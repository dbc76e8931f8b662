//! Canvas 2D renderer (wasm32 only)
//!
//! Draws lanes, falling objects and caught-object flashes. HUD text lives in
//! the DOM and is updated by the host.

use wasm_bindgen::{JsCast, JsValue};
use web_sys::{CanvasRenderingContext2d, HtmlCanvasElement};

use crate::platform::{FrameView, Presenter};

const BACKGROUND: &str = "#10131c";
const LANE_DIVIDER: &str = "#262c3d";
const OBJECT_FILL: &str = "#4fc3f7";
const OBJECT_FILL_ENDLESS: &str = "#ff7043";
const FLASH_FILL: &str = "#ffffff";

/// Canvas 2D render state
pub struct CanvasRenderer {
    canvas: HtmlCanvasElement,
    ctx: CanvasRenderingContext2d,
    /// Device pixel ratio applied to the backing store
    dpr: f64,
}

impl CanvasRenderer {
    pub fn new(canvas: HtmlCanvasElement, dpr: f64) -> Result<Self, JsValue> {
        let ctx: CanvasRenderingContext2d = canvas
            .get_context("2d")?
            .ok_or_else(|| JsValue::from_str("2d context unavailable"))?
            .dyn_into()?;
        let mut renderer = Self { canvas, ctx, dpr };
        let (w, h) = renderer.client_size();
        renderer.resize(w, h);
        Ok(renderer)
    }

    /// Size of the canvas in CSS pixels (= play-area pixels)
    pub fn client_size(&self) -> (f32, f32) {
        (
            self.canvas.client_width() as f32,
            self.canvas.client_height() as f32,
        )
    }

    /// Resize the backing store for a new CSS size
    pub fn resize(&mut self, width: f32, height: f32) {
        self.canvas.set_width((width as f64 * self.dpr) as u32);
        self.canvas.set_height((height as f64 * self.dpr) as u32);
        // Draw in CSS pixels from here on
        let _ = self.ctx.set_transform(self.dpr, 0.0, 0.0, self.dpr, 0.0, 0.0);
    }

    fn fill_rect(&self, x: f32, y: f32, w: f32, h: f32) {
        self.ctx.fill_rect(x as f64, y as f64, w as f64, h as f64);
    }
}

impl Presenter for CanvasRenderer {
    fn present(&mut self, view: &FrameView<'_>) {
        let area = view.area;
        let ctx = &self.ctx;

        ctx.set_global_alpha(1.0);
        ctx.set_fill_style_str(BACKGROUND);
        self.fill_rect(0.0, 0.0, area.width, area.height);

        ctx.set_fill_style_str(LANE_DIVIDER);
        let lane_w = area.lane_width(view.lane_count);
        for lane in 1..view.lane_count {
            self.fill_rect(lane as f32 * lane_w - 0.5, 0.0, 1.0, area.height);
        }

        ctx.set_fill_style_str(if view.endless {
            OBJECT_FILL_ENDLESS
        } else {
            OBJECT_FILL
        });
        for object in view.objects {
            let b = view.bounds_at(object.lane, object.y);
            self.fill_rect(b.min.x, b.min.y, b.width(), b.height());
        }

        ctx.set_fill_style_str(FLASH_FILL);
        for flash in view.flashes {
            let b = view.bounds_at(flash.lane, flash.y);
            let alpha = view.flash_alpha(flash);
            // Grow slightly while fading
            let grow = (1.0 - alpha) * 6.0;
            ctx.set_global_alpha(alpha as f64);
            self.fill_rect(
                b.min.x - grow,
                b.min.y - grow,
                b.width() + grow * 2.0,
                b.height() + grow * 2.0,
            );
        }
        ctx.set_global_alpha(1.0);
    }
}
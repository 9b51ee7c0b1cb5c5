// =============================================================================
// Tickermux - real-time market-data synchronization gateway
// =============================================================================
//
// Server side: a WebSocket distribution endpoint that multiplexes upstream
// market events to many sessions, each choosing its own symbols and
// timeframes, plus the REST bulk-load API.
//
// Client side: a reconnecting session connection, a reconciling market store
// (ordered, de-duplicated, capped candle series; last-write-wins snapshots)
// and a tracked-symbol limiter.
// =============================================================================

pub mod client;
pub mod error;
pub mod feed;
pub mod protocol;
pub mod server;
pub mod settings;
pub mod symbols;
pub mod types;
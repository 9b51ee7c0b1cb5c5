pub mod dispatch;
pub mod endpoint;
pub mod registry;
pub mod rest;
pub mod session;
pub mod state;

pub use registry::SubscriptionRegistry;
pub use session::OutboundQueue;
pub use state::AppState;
______
## [Exercise prompt]
Every line above from the line with "let b = view.bounds_at(object.lane, object.y);" to the line with "b.width() + grow", both included, must be reproduced exactly, and no other line may appear.

## [Output for this task]
            let b = view.bounds_at(object.lane, object.y);
            self.fill_rect(b.min.x, b.min.y, b.width(), b.height());
        }

        ctx.set_fill_style_str(FLASH_FILL);
        for flash in view.flashes {
            let b = view.bounds_at(flash.lane, flash.y);
            let alpha = view.flash_alpha(flash);
            // Grow slightly while fading
            let grow = (1.0 - alpha) * 6.0;
            ctx.set_global_alpha(alpha as f64);
            self.fill_rect(
                b.min.x - grow,
                b.min.y - grow,
                b.width() + grow * 2.0,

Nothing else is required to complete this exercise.